Coming out has always been central to Supergirl’s story and to the superhero narrative. The only reason that Supergirl exists at all is because Kara, when faced with the prospect of losing her sister to a plane crash, came out as a superhero and began the long, arduous journey of balancing her two identities. But Kara’s isn’t the only coming out story on Supergirl. Her sister, Alex Danvers, is embarking a coming out journey of her own.
In last night’s episode, Alex found her entire worldview shifting when she confronted the possibility that she might not be straight and that her feelings for her new NCPD gal pal, Maggie Sawyer, might not be entirely platonic.
Seemingly small moments took on greater significance as Alex considered for the first time the possibility that she might not be straight. And at the end of the episode, after grappling with some confusion and a botched attempt to tell Kara what she’s feeling, Alex sought out the one person who might get it. At Maggie’s favorite alien dive bar, Alex admitted in halting, stuttered words that she might be into girls.
Even though she doesn’t know what she wants say or how to say it, and even though she doesn’t quite say it at all as she tip-toes around the word “gay” or an admission that she might like girls, it feels very real and true in a show about aliens, ray guns, and superheroes.
Because this is often how it goes. Coming out happens in stages, in waves, and it’s never really over. Alex confronting a reality that she’d never considered and coming to terms with it in fits and starts is the most realistic and honest way that Supergirl could’ve hoped to portray part of her journey.

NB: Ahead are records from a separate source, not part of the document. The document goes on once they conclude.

//! The module responsible for writing results to disk.
use crate::formulation::{VariableManager, base_flow, net_injections};
use crate::generator::GeneratorID;
use crate::grid::{BusID, LineID};
use crate::instance::UCInput;
use crate::load::LoadID;
use crate::reserve::ReserveID;
use crate::solver::{Solution, SolveStatus};
use anyhow::{Context, Result, ensure};
use indexmap::IndexMap;
use log::{info, warn};
use serde::{Deserialize, Serialize};
use std::fs;
use std::fs::File;
use std::io::BufWriter;
use std::path::{Path, PathBuf};

/// The root folder in which case-specific output folders will be created
const OUTPUT_DIRECTORY_ROOT: &str = "scuc_results";

/// The output file name for the full schedule
const SOLUTION_FILE_NAME: &str = "solution.json";

/// The output file name for generator dispatch
const DISPATCH_FILE_NAME: &str = "dispatch.csv";

/// The file name input documents are given when they live in a folder named after the case
const DEFAULT_INPUT_FILE_STEM: &str = "input";

/// Slack values below this are reported as zero
const SLACK_TOLERANCE: f64 = 1e-6;

/// Get the default output directory for the input document at the given path.
///
/// The case name is the file stem, unless the file is called `input.json`, in which case the name
/// of the containing folder is used instead.
pub fn get_output_dir(input_path: &Path) -> Result<PathBuf> {
    // Canonicalise in case the user has specified a relative path with no parent
    let input_path = input_path
        .canonicalize()
        .context("Could not resolve path to input file")?;

    let stem = input_path
        .file_stem()
        .context("Input path has no file name")?
        .to_str()
        .context("Invalid chars in input file name")?;

    let case_name = if stem == DEFAULT_INPUT_FILE_STEM {
        input_path
            .parent()
            .and_then(Path::file_name)
            .context("Input file cannot be in root folder")?
            .to_str()
            .context("Invalid chars in case folder name")?
    } else {
        stem
    };

    Ok([OUTPUT_DIRECTORY_ROOT, case_name].iter().collect())
}
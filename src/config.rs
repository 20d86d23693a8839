//! Defines the [`ModelConfig`] struct, the immutable configuration handed to every component that
//! needs default values or solver options.
use crate::input::{input_err_msg, read_toml};
use anyhow::{Context, Result, ensure};
use serde::Deserialize;
use serde_string_enum::DeserializeLabeledStringEnum;
use std::path::Path;

macro_rules! define_param_default {
    ($name:ident, $type: ty, $value: expr) => {
        fn $name() -> $type {
            $value
        }
    };
}

define_param_default!(default_solver_time_limit_sec, u32, 600);
define_param_default!(default_relative_gap, f64, 0.01);
define_param_default!(default_line_limit_mw, f64, 10_000.0);
define_param_default!(default_flow_penalty, f64, 10_000.0);
define_param_default!(default_curtail_penalty, f64, 100_000.0);
define_param_default!(default_ptdf_sparsity_cutoff, f64, 0.01);
define_param_default!(default_lodf_sparsity_cutoff, f64, 0.05);
define_param_default!(default_lodf_singularity_tolerance, f64, 1e-6);

/// What to do with a contingency whose outage would island part of the network
#[derive(DeserializeLabeledStringEnum, Debug, Clone, Copy, PartialEq, Eq, Default)]
pub enum IslandingPolicy {
    /// Drop the contingency and carry on
    #[default]
    #[string = "skip"]
    Skip,
    /// Abort loading with an error
    #[string = "fail"]
    Fail,
}

/// Configuration for the formulation and the solver.
///
/// Once loaded (and any command-line overrides applied) this is never modified.
#[derive(Debug, Deserialize, Clone, PartialEq)]
pub struct ModelConfig {
    /// Wall-clock limit handed to the solver, in seconds
    #[serde(default = "default_solver_time_limit_sec")]
    pub solver_time_limit_sec: u32,
    /// Target relative optimality gap (best effort)
    #[serde(default = "default_relative_gap")]
    pub relative_gap: f64,
    /// Line limit used when a line has no normal flow limit (MW)
    #[serde(default = "default_line_limit_mw")]
    pub default_line_limit_mw: f64,
    /// Flow violation penalty used when a line has none ($/MW)
    #[serde(default = "default_flow_penalty")]
    pub default_flow_penalty: f64,
    /// Penalty for curtailed load ($/MWh)
    #[serde(default = "default_curtail_penalty")]
    pub curtail_penalty: f64,
    /// PTDF entries with a smaller magnitude are stored as zero
    #[serde(default = "default_ptdf_sparsity_cutoff")]
    pub ptdf_sparsity_cutoff: f64,
    /// LODF entries with a smaller magnitude are stored as zero
    #[serde(default = "default_lodf_sparsity_cutoff")]
    pub lodf_sparsity_cutoff: f64,
    /// An outage is treated as islanding when `|1 - PTDF_kk|` falls below this value
    #[serde(default = "default_lodf_singularity_tolerance")]
    pub lodf_singularity_tolerance: f64,
    /// How islanding contingencies are handled
    #[serde(default)]
    pub islanding_outages: IslandingPolicy,
}

impl Default for ModelConfig {
    fn default() -> Self {
        toml::from_str("").expect("Cannot create config from empty TOML file")
    }
}

/// Check that a value is finite and not negative
fn check_non_negative(name: &str, value: f64) -> Result<()> {
    ensure!(
        value.is_finite() && value >= 0.0,
        "{name} must be a finite number greater than or equal to zero"
    );

    Ok(())
}

/// Check that a value is finite and strictly positive
fn check_positive(name: &str, value: f64) -> Result<()> {
    ensure!(
        value.is_finite() && value > 0.0,
        "{name} must be a finite number greater than zero"
    );

    Ok(())
}

impl ModelConfig {
    /// Read a config file from the specified path.
    ///
    /// # Returns
    ///
    /// The file contents as a [`ModelConfig`] or an error if the file is invalid
    pub fn from_path(file_path: &Path) -> Result<ModelConfig> {
        let config: ModelConfig = read_toml(file_path)?;

        config
            .validate()
            .with_context(|| input_err_msg(file_path))?;

        Ok(config)
    }

    /// Check that all values are within range
    pub fn validate(&self) -> Result<()> {
        ensure!(
            self.solver_time_limit_sec > 0,
            "solver_time_limit_sec cannot be zero"
        );
        ensure!(
            (0.0..1.0).contains(&self.relative_gap),
            "relative_gap must be at least zero and less than one"
        );
        check_positive("default_line_limit_mw", self.default_line_limit_mw)?;
        check_non_negative("default_flow_penalty", self.default_flow_penalty)?;
        check_non_negative("curtail_penalty", self.curtail_penalty)?;
        check_non_negative("ptdf_sparsity_cutoff", self.ptdf_sparsity_cutoff)?;
        check_non_negative("lodf_sparsity_cutoff", self.lodf_sparsity_cutoff)?;
        check_positive(
            "lodf_singularity_tolerance",
            self.lodf_singularity_tolerance,
        )?;

        Ok(())
    }
}
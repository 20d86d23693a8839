//! Provides the main entry point to the program.
use human_panic::{metadata, setup_panic};
use log::error;
use scuc::cli::run_cli;
use scuc::log::is_logger_initialised;

fn main() {
    setup_panic!(metadata!());

    if let Err(err) = run_cli() {
        if is_logger_initialised() {
            error!("{err:?}");
        } else {
            eprintln!("Error: {err:?}");
        }

        // Terminate program, signalling an error
        std::process::exit(1);
    }
}
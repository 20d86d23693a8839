//! Code for reading thermal and profiled generators.
use super::series::expand_optional;
use super::*;
use crate::generator::{
    CostSegment, Generator, ProfiledGenerator, StartupStage, ThermalGenerator,
};
use crate::reserve::ReserveID;
use itertools::Itertools;
use log::warn;

/// The kind of generator, given by the `Type` field
#[derive(Debug, Default, Deserialize, PartialEq, Clone, Copy)]
enum GeneratorType {
    #[default]
    Thermal,
    Profiled,
}

/// A generator as written in the input document.
///
/// Fields which only apply to one type of unit are optional here and checked when the generator
/// is converted.
#[derive(Debug, Deserialize, PartialEq)]
pub struct RawGenerator {
    #[serde(rename = "Bus")]
    bus: String,
    #[serde(rename = "Type", default)]
    kind: GeneratorType,
    #[serde(rename = "Production cost curve (MW)", default)]
    cost_curve_mw: Vec<f64>,
    #[serde(rename = "Production cost curve ($)", default)]
    cost_curve_dollars: Vec<f64>,
    #[serde(rename = "Startup delays (h)", default)]
    startup_delays: Option<Vec<u32>>,
    #[serde(rename = "Startup costs ($)", default)]
    startup_costs: Option<Vec<f64>>,
    #[serde(rename = "Ramp up limit (MW)", default)]
    ramp_up: Option<f64>,
    #[serde(rename = "Ramp down limit (MW)", default)]
    ramp_down: Option<f64>,
    #[serde(rename = "Startup limit (MW)", default)]
    startup_limit: Option<f64>,
    #[serde(rename = "Shutdown limit (MW)", default)]
    shutdown_limit: Option<f64>,
    #[serde(rename = "Minimum uptime (h)", default)]
    min_uptime: Option<u32>,
    #[serde(rename = "Minimum downtime (h)", default)]
    min_downtime: Option<u32>,
    #[serde(rename = "Initial status (h)", default)]
    initial_status: Option<i32>,
    #[serde(rename = "Initial power (MW)", default)]
    initial_power: Option<f64>,
    #[serde(rename = "Must run?", default)]
    must_run: bool,
    #[serde(rename = "Reserve eligibility", default)]
    reserve_eligibility: Vec<String>,
    #[serde(rename = "Commitment status", default)]
    commitment_status: Option<Vec<Option<bool>>>,
    #[serde(rename = "Minimum power (MW)", default)]
    min_power: Option<TimeSeries>,
    #[serde(rename = "Maximum power (MW)", default)]
    max_power: Option<TimeSeries>,
    #[serde(rename = "Cost ($/MW)", default)]
    cost: Option<f64>,
}

/// Read all generators, split by kind.
///
/// # Arguments
///
/// * `raw_generators` - Generators from the input document
/// * `bus_index` - Lookup from bus name to index
/// * `reserve_index` - Lookup from reserve name to index
/// * `time_horizon` - Number of hours
pub fn read_generators(
    raw_generators: &IndexMap<String, RawGenerator>,
    bus_index: &IndexMap<BusID, usize>,
    reserve_index: &IndexMap<ReserveID, usize>,
    time_horizon: usize,
) -> ScucResult<(Vec<ThermalGenerator>, Vec<ProfiledGenerator>)> {
    let mut thermal_gens = Vec::new();
    let mut profiled_gens = Vec::new();
    for (name, raw) in raw_generators {
        match read_generator(name, raw, bus_index, reserve_index, time_horizon)? {
            Generator::Thermal(unit) => thermal_gens.push(unit),
            Generator::Profiled(unit) => profiled_gens.push(unit),
        }
    }

    Ok((thermal_gens, profiled_gens))
}

fn read_generator(
    name: &str,
    raw: &RawGenerator,
    bus_index: &IndexMap<BusID, usize>,
    reserve_index: &IndexMap<ReserveID, usize>,
    time_horizon: usize,
) -> ScucResult<Generator> {
    let field = |key: &str| format!("Generators.{name}.{key}");
    let bus = lookup_bus(&field("Bus"), &raw.bus, bus_index)?;

    match raw.kind {
        GeneratorType::Thermal => Ok(Generator::Thermal(read_thermal(
            name,
            raw,
            bus,
            reserve_index,
            time_horizon,
            &field,
        )?)),
        GeneratorType::Profiled => Ok(Generator::Profiled(read_profiled(
            name,
            raw,
            bus,
            time_horizon,
            &field,
        )?)),
    }
}

fn read_thermal(
    name: &str,
    raw: &RawGenerator,
    bus: usize,
    reserve_index: &IndexMap<ReserveID, usize>,
    time_horizon: usize,
    field: &dyn Fn(&str) -> String,
) -> ScucResult<ThermalGenerator> {
    let (p_min, p_max, no_load_cost, cost_segments) = read_cost_curve(
        &raw.cost_curve_mw,
        &raw.cost_curve_dollars,
        &field("Production cost curve (MW)"),
    )?;
    let startup_stages = read_startup_stages(
        raw.startup_delays.as_deref().unwrap_or(&[1]),
        raw.startup_costs.as_deref().unwrap_or(&[0.0]),
        &field("Startup delays (h)"),
    )?;

    let limit = |key: &str, value: Option<f64>| -> ScucResult<f64> {
        let value = value.unwrap_or(p_max);
        check_non_negative(&field(key), value)?;
        Ok(value)
    };
    let ramp_up = limit("Ramp up limit (MW)", raw.ramp_up)?;
    let ramp_down = limit("Ramp down limit (MW)", raw.ramp_down)?;
    let startup_limit = limit("Startup limit (MW)", raw.startup_limit)?;
    let shutdown_limit = limit("Shutdown limit (MW)", raw.shutdown_limit)?;

    let initial_status = match raw.initial_status {
        None => return Err(ScucError::input(field("Initial status (h)"), "is required")),
        Some(0) => {
            return Err(ScucError::input(
                field("Initial status (h)"),
                "must be non-zero",
            ));
        }
        Some(status) => status,
    };
    let initial_power = raw
        .initial_power
        .ok_or_else(|| ScucError::input(field("Initial power (MW)"), "is required"))?;
    check_non_negative(&field("Initial power (MW)"), initial_power)?;
    if initial_status < 0 && initial_power > 0.0 {
        return Err(ScucError::input(
            field("Initial power (MW)"),
            "must be zero for a unit which is initially off",
        ));
    }
    if initial_power > p_max {
        return Err(ScucError::input(
            field("Initial power (MW)"),
            format!("{initial_power} exceeds the maximum power of {p_max}"),
        ));
    }

    let reserves = raw
        .reserve_eligibility
        .iter()
        .map(|reserve| {
            reserve_index.get(reserve.as_str()).copied().ok_or_else(|| {
                ScucError::input(
                    field("Reserve eligibility"),
                    format!("unknown reserve `{reserve}`"),
                )
            })
        })
        .collect::<ScucResult<Vec<_>>>()?;

    let commitment_status = expand_optional(
        raw.commitment_status.as_ref(),
        time_horizon,
        &field("Commitment status"),
    )?;
    if raw.must_run && commitment_status.contains(&Some(false)) {
        warn!("Must-run unit {name} has hours fixed off; the problem will be infeasible");
    }

    Ok(ThermalGenerator {
        id: name.into(),
        bus,
        p_min,
        p_max,
        ramp_up,
        ramp_down,
        startup_limit,
        shutdown_limit,
        min_uptime: raw.min_uptime.unwrap_or(1),
        min_downtime: raw.min_downtime.unwrap_or(1),
        no_load_cost,
        must_run: raw.must_run,
        initial_status,
        initial_power,
        cost_segments,
        startup_stages,
        commitment_status,
        reserves,
    })
}

/// Convert a cumulative cost curve into minimum/maximum power, no-load cost and segments.
///
/// The first point gives minimum power and the cost of running there. Segments of zero width
/// are dropped.
fn read_cost_curve(
    mw: &[f64],
    dollars: &[f64],
    field: &str,
) -> ScucResult<(f64, f64, f64, Vec<CostSegment>)> {
    if mw.is_empty() {
        return Err(ScucError::input(field, "at least one point is required"));
    }
    if mw.len() != dollars.len() {
        return Err(ScucError::input(
            field,
            format!(
                "has {} points but the cost curve has {}",
                mw.len(),
                dollars.len()
            ),
        ));
    }
    for &value in mw.iter().chain(dollars) {
        check_non_negative(field, value)?;
    }
    if mw.iter().tuple_windows().any(|(a, b)| b < a) {
        return Err(ScucError::input(field, "points must be non-decreasing"));
    }

    let segments = mw
        .iter()
        .zip(dollars)
        .tuple_windows()
        .filter(|((p0, _), (p1, _))| p1 > p0)
        .map(|((p0, c0), (p1, c1))| CostSegment {
            length: p1 - p0,
            slope: (c1 - c0) / (p1 - p0),
        })
        .collect();

    Ok((mw[0], mw[mw.len() - 1], dollars[0], segments))
}

/// Pair startup delays with costs, checking the delays are strictly increasing from one hour
fn read_startup_stages(
    delays: &[u32],
    costs: &[f64],
    field: &str,
) -> ScucResult<Vec<StartupStage>> {
    if delays.is_empty() || delays.len() != costs.len() {
        return Err(ScucError::input(
            field,
            "must be non-empty and match the number of startup costs",
        ));
    }
    if delays[0] < 1 || delays.iter().tuple_windows().any(|(a, b)| b <= a) {
        return Err(ScucError::input(
            field,
            "delays must be at least one hour and strictly increasing",
        ));
    }
    for &cost in costs {
        check_non_negative(field, cost)?;
    }

    Ok(delays
        .iter()
        .zip(costs)
        .map(|(&delay, &cost)| StartupStage { delay, cost })
        .collect())
}

fn read_profiled(
    name: &str,
    raw: &RawGenerator,
    bus: usize,
    time_horizon: usize,
    field: &dyn Fn(&str) -> String,
) -> ScucResult<ProfiledGenerator> {
    if raw.max_power.is_none() {
        return Err(ScucError::input(field("Maximum power (MW)"), "is required"));
    }
    let p_min = TimeSeries::expand(
        raw.min_power.as_ref(),
        time_horizon,
        &field("Minimum power (MW)"),
    )?;
    let p_max = TimeSeries::expand(
        raw.max_power.as_ref(),
        time_horizon,
        &field("Maximum power (MW)"),
    )?;
    for (t, (&lower, &upper)) in p_min.iter().zip(&p_max).enumerate() {
        if lower < 0.0 || upper < lower {
            return Err(ScucError::input(
                field("Maximum power (MW)"),
                format!("hour {t}: need 0 <= minimum ({lower}) <= maximum ({upper})"),
            ));
        }
    }

    let cost = raw.cost.unwrap_or(0.0);
    if !cost.is_finite() {
        return Err(ScucError::input(field("Cost ($/MW)"), "must be finite"));
    }

    Ok(ProfiledGenerator {
        id: name.into(),
        bus,
        p_min,
        p_max,
        cost,
    })
}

Alex’s kinda sorta coming out is a natural mirror of Kara’s own coming out journey. Kara came out as Supergirl last season and fumbled toward figuring out how to be a superhero. This season, Kara’s piecing together who she is outside of Supergirl and outside of her work with the DEO. Alex is doing the same thing (though in a very different way), and last night’s episode saw those journeys intersect in a scene that made it clear that while Kara may still be in the dark when it comes to what Alex is going through, Kara and Alex’s relationship remains at the heart of this show.
Kara and Alex are working through their own coming out stories, but at the heart of both of their journeys is a common element that speaks not just to being a superhero or an alien, but to the way we know ourselves and the extent to which we allow others to know us.
Superheroes have long been a particularly poignant metaphor for some of the struggles that LGBTQ people face when trying to reconcile an inner truth with the part of us that longs to fit in and be accepted by an outside world thats not always kind, tolerant, or even well-informed.
The struggles that Supergirl, J’onn J’onzz, and many of the aliens that frequent Maggies favorite watering hole face aren’t the same as those faced by LGBTQ people, but we can find some commonality in the fear and frustration that comes with the sound of other people shouting over us about the rights that they think we should have. Just like superheroes, most of us can identify with the fear of not being accepted, of not being good enough for those around us, of letting someone down, of disappointing.
The thing that I keep coming back to in Alex’s story in last night’s Supergirl is that it felt real. It wasn’t perfect, she didn’t say all the right things, she’s still confused, and there were moments where you could feel Alex’s blood pressure spike every time she came face-to-face with the possibility that she might be queer, even before she had a real way to categorize those feelings. It all rang true.
Alex’s realization was mostly quiet. She was confused, but as is so important with coming out storylines, there wasn’t an ounce of self-hate. There was no earth-shattering angst or world-ending drama. And Alex’s quiet realization shares a common thread with Kara’s story, with superheroes, and with human beings as a whole. It’s the realization that to be loved in this world means surrendering to the scary prospect of being known for who we really are.